• [Problem statement]: Word for word, please restate the lines from the beginning of the data through the line in which "The left and" appears.

• [Data supplied]:
────

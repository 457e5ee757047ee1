//! Screen-edge sampling lines for one depth ring.

use cgmath::{Point2, Vector2};

/// Computes the world-space sampling line for a camera pose at a given depth.
///
/// The left and right offsets are built from `±cos φ·z` and `±sin φ·z`, which
/// fixes a 90° horizontal field of view.
#[derive(Debug, Clone, Copy, PartialEq)]
pub struct ColumnProjector {
    origin: Point2<f32>,
    sin_yaw: f32,
    cos_yaw: f32,
    screen_width: u32,
}

impl ColumnProjector {
    /// Creates a projector for a camera at `origin` looking along `yaw`.
    pub fn new(origin: Point2<f32>, yaw: f32, screen_width: u32) -> Self {
        let (sin_yaw, cos_yaw) = yaw.sin_cos();
        Self {
            origin,
            sin_yaw,
            cos_yaw,
            screen_width,
        }
    }

    /// The sampling line at depth `z`.
    pub fn ring(&self, z: f32) -> DepthRing {
        let (sin, cos) = (self.sin_yaw, self.cos_yaw);
        let left = Point2::new(
            -cos * z - sin * z + self.origin.x,
            sin * z - cos * z + self.origin.y,
        );
        let right = Point2::new(
            cos * z - sin * z + self.origin.x,
            -sin * z - cos * z + self.origin.y,
        );
        DepthRing {
            left,
            right,
            column_delta: (right - left) / self.screen_width.max(1) as f32,
        }
    }
}

/// One constant-depth sampling line spanning the horizontal field of view.
#[derive(Debug, Clone, Copy, PartialEq)]
pub struct DepthRing {
    /// World point sampled by screen column 0
    pub left: Point2<f32>,
    /// World point at the right screen edge
    pub right: Point2<f32>,
    /// World-space increment between two adjacent screen columns
    pub column_delta: Vector2<f32>,
}

impl DepthRing {
    /// Increment between two sampled columns when striding by `stride`.
    #[inline]
    pub fn step(&self, stride: usize) -> Vector2<f32> {
        self.column_delta * stride as f32
    }

    /// World point sampled by `column`, computed directly from the left edge.
    #[inline]
    pub fn point_at(&self, column: usize) -> Point2<f32> {
        self.left + self.column_delta * column as f32
    }

    /// Iterates `(column, world point)` pairs from column 0 to `screen_width`
    /// with the given stride, advancing the world point incrementally.
    pub fn columns(&self, screen_width: u32, stride: usize) -> RingColumns {
        RingColumns {
            position: self.left,
            step: self.step(stride.max(1)),
            column: 0,
            stride: stride.max(1),
            screen_width: screen_width as usize,
        }
    }
}

/// Iterator over the sampled columns of a [`DepthRing`].
#[derive(Debug, Clone)]
pub struct RingColumns {
    position: Point2<f32>,
    step: Vector2<f32>,
    column: usize,
    stride: usize,
    screen_width: usize,
}

impl Iterator for RingColumns {
    type Item = (usize, Point2<f32>);

    #[inline]
    fn next(&mut self) -> Option<Self::Item> {
        if self.column >= self.screen_width {
            return None;
        }
        let item = (self.column, self.position);
        self.column += self.stride;
        self.position += self.step;
        Some(item)
    }
}

#[cfg(test)]
mod tests {
    use super::*;
    use std::f32::consts::FRAC_PI_2;

    fn assert_close(a: Point2<f32>, b: Point2<f32>, tolerance: f32) {
        assert!(
            (a.x - b.x).abs() < tolerance && (a.y - b.y).abs() < tolerance,
            "{a:?} != {b:?}"
        );
    }

    #[test]
    fn yaw_zero_fans_toward_negative_y() {
        let projector = ColumnProjector::new(Point2::new(50.0, 50.0), 0.0, 100);
        let ring = projector.ring(10.0);

        assert_close(ring.left, Point2::new(40.0, 40.0), 1e-4);
        assert_close(ring.right, Point2::new(60.0, 40.0), 1e-4);
        assert!((ring.column_delta.x - 0.2).abs() < 1e-6);
        assert!(ring.column_delta.y.abs() < 1e-6);
    }

    #[test]
    fn quarter_turn_rotates_the_fan() {
        let projector = ColumnProjector::new(Point2::new(0.0, 0.0), FRAC_PI_2, 10);
        let ring = projector.ring(1.0);

        assert_close(ring.left, Point2::new(-1.0, 1.0), 1e-6);
        assert_close(ring.right, Point2::new(-1.0, -1.0), 1e-6);
    }

    #[test]
    fn strided_columns_match_single_stride_positions() {
        let projector = ColumnProjector::new(Point2::new(512.0, 300.0), 1.234, 800);
        let ring = projector.ring(137.5);

        let dense: Vec<_> = ring.columns(800, 1).collect();
        for stride in [2, 3, 5] {
            let sparse: Vec<_> = ring.columns(800, stride).collect();
            assert_eq!(sparse.len(), (800 + stride - 1) / stride);
            for (column, point) in sparse {
                assert_eq!(column % stride, 0);
                // Incremental f32 stepping drifts slightly; stay well inside one cell.
                assert_close(point, dense[column].1, 0.05);
                assert_close(point, ring.point_at(column), 0.05);
            }
        }
    }

    #[test]
    fn stride_step_is_a_multiple_of_the_column_delta() {
        let ring = ColumnProjector::new(Point2::new(0.0, 0.0), 0.7, 640).ring(42.0);
        let step = ring.step(3);

        assert!((step.x - 3.0 * ring.column_delta.x).abs() < 1e-6);
        assert!((step.y - 3.0 * ring.column_delta.y).abs() < 1e-6);
    }
}
//! # Voxel Space Application Entry Point
//!
//! Calls into the library's `run()` function to load the terrain and open the window.
//!
//! ## Usage
//!
//! ```bash
//! cargo run --release -- [settings.json]
//! ```

fn main() {
    voxel_space::run();
}
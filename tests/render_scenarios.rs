use cgmath::{Point2, Rad};
use image::Rgb;
use voxel_space::{
    CameraPose, PaintedSpan, QualityLevel, QualityParameters, Scene, Settings, TerrainField,
    VoxelRenderer,
};

const SKY: Rgb<u8> = Rgb([0, 0, 0]);
const GRASS: Rgb<u8> = Rgb([50, 150, 50]);

fn parameters(max_view_distance: f32, switch: f32, far_stride: usize) -> QualityParameters {
    QualityParameters {
        depth_growth_rate: 0.01,
        max_view_distance,
        column_stride_switch_distance: switch,
        far_column_stride: far_stride,
    }
}

fn flat_terrain(size: u32, height: f32) -> TerrainField {
    TerrainField::from_fn(size, size, |_, _| (height, GRASS))
}

fn random_terrain(size: u32, seed: u64) -> TerrainField {
    let mut rng = fastrand::Rng::with_seed(seed);
    TerrainField::from_fn(size, size, |_, _| {
        let height = rng.u8(..) as f32;
        (height, Rgb([rng.u8(..), rng.u8(..), rng.u8(..)]))
    })
}

fn first_painted_row(frame: &voxel_space::Framebuffer, column: u32) -> Option<u32> {
    (0..frame.height()).find(|&row| frame.pixel(column, row) != SKY)
}

#[test]
fn flat_terrain_below_camera_yields_a_level_horizon() {
    let terrain = flat_terrain(512, 0.0);
    let mut renderer = VoxelRenderer::new(160, 600, SKY);
    let pose = CameraPose::new(Point2::new(256.0, 400.0), Rad(0.0), 100.0, 100.0, 120.0);

    let frame = renderer
        .render(&pose, parameters(200.0, 1000.0, 1), &terrain)
        .clone();

    // Every ring projects to the same row in every column, so all column
    // horizons end on the same value, close to 100 + 12000/200 but never at 100.
    let horizons = renderer.occlusion().as_slice();
    assert!(horizons.iter().all(|&h| h == horizons[0]));
    assert!(horizons[0] > 160.0 && horizons[0] < 165.0);

    let top = first_painted_row(&frame, 0);
    assert!(top.is_some());
    for column in 0..160 {
        assert_eq!(first_painted_row(&frame, column), top);
        assert_eq!(frame.pixel(column, 599), GRASS);
    }
}

#[test]
fn terrain_at_camera_height_sits_on_the_horizon() {
    let terrain = flat_terrain(256, 100.0);
    let mut renderer = VoxelRenderer::new(64, 200, SKY);
    let pose = CameraPose::new(Point2::new(128.0, 200.0), Rad(0.0), 100.0, 100.0, 120.0);

    let frame = renderer
        .render(&pose, parameters(100.0, 1000.0, 1), &terrain)
        .clone();

    assert!(renderer.occlusion().as_slice().iter().all(|&h| h == 100.0));
    for column in 0..64 {
        assert_eq!(frame.pixel(column, 99), SKY);
        assert_eq!(frame.pixel(column, 100), GRASS);
    }
}

#[test]
fn looking_off_the_map_paints_only_background() {
    let terrain = flat_terrain(64, 10.0);
    let mut renderer = VoxelRenderer::new(80, 60, SKY);
    // Yaw 0 opens the view toward decreasing y; everything ahead is off the map.
    let pose = CameraPose::new(Point2::new(32.0, -5.0), Rad(0.0), 50.0, 30.0, 120.0);

    let mut spans = 0;
    renderer.render_traced(&pose, parameters(300.0, 100.0, 2), &terrain, |_| spans += 1);

    assert_eq!(spans, 0);
    assert_eq!(*renderer.framebuffer(), voxel_space::Framebuffer::new(80, 60, SKY));
    assert!(renderer.occlusion().as_slice().iter().all(|&h| h == 60.0));
}

#[test]
fn view_distance_below_first_ring_renders_nothing() {
    let terrain = flat_terrain(64, 0.0);
    let mut renderer = VoxelRenderer::new(32, 32, SKY);
    let pose = CameraPose::new(Point2::new(32.0, 32.0), Rad(0.0), 10.0, 16.0, 120.0);

    let frame = renderer.render(&pose, parameters(0.5, 100.0, 1), &terrain);
    assert_eq!(*frame, voxel_space::Framebuffer::new(32, 32, SKY));
}

#[test]
fn identical_inputs_give_identical_frames() {
    let terrain = random_terrain(128, 11);
    let pose = CameraPose::new(Point2::new(64.0, 100.0), Rad(0.4), 180.0, 40.0, 120.0);
    let quality = parameters(120.0, 60.0, 3);

    let mut first = VoxelRenderer::new(96, 72, SKY);
    let mut second = VoxelRenderer::new(96, 72, SKY);

    let a = first.render(&pose, quality, &terrain).clone();
    let b = second.render(&pose, quality, &terrain).clone();
    let c = first.render(&pose, quality, &terrain).clone();

    assert_eq!(a, b);
    assert_eq!(a, c);
}

#[test]
fn spans_only_ever_tighten_each_column() {
    for seed in [1, 2, 3] {
        let terrain = random_terrain(96, seed);
        let mut renderer = VoxelRenderer::new(64, 48, SKY);
        let pose = CameraPose::new(Point2::new(48.0, 80.0), Rad(0.25), 200.0, 20.0, 60.0);

        let mut spans: Vec<PaintedSpan> = Vec::new();
        renderer.render_traced(&pose, parameters(90.0, 30.0, 2), &terrain, |span| {
            spans.push(*span)
        });
        assert!(!spans.is_empty());

        let mut horizon = vec![48.0_f32; 64];
        let mut depth = vec![0.0_f32; 64];
        for span in &spans {
            let column = span.column;
            assert_eq!(span.bottom, horizon[column]);
            assert!(span.top < span.bottom);
            assert!(span.depth >= depth[column]);
            horizon[column] = span.top;
            depth[column] = span.depth;
        }

        assert_eq!(renderer.occlusion().as_slice(), horizon.as_slice());
    }
}

#[test]
fn strided_rings_paint_whole_column_blocks() {
    let terrain = random_terrain(128, 5);
    let mut renderer = VoxelRenderer::new(64, 80, SKY);
    let pose = CameraPose::new(Point2::new(64.0, 110.0), Rad(0.0), 220.0, 30.0, 90.0);

    // Every ring is strided, so columns inside one block share every sample.
    let frame = renderer
        .render(&pose, parameters(100.0, 0.0, 4), &terrain)
        .clone();

    for block in (0..64).step_by(4) {
        for column in block + 1..block + 4 {
            for row in 0..80 {
                assert_eq!(frame.pixel(column, row), frame.pixel(block, row));
            }
        }
    }
}

#[test]
fn near_rings_stay_full_resolution() {
    let terrain = TerrainField::from_fn(128, 128, |x, _| (0.0, Rgb([x as u8, 0, 200])));
    let mut renderer = VoxelRenderer::new(64, 80, SKY);
    let pose = CameraPose::new(Point2::new(64.0, 110.0), Rad(0.0), 0.0, 40.0, 120.0);

    // With camera and terrain at equal heights only the first ring is visible.
    let mut spans = Vec::new();
    renderer.render_traced(&pose, parameters(100.0, 50.0, 8), &terrain, |span| {
        spans.push(*span)
    });

    assert_eq!(spans.len(), 64);
    assert!(spans.iter().all(|span| span.depth == 1.0));
    let columns: Vec<usize> = spans.iter().map(|span| span.column).collect();
    assert_eq!(columns, (0..64).collect::<Vec<_>>());
}

#[test]
fn quality_toggle_applies_to_whole_frames() {
    let settings = Settings {
        screen_width: 80,
        screen_height: 60,
        initial_position: [64.0, 120.0],
        initial_height: 200.0,
        horizon: 20.0,
        ..Settings::default()
    };
    let mut scene = Scene::new(&settings, random_terrain(128, 9));
    let policy = scene.quality().clone();
    let pose = *scene.camera();

    let high = scene.advance_frame().clone();
    assert_eq!(scene.toggle_quality(), QualityLevel::Low);
    let low = scene.advance_frame().clone();

    let mut reference = VoxelRenderer::new(80, 60, settings.background());
    let expected_high = reference
        .render(&pose, policy.parameters_for(QualityLevel::High), scene.terrain())
        .clone();
    let expected_low = reference
        .render(&pose, policy.parameters_for(QualityLevel::Low), scene.terrain())
        .clone();

    assert_eq!(high, expected_high);
    assert_eq!(low, expected_low);
}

────

• [Exercise output]:
repository 457e5ee757047ee1
//! Screen-edge sampling lines for one depth ring.

use cgmath::{Point2, Vector2};

/// Computes the world-space sampling line for a camera pose at a given depth.
///
/// The left and right offsets are built from `±cos φ·z` and `±sin φ·z`, which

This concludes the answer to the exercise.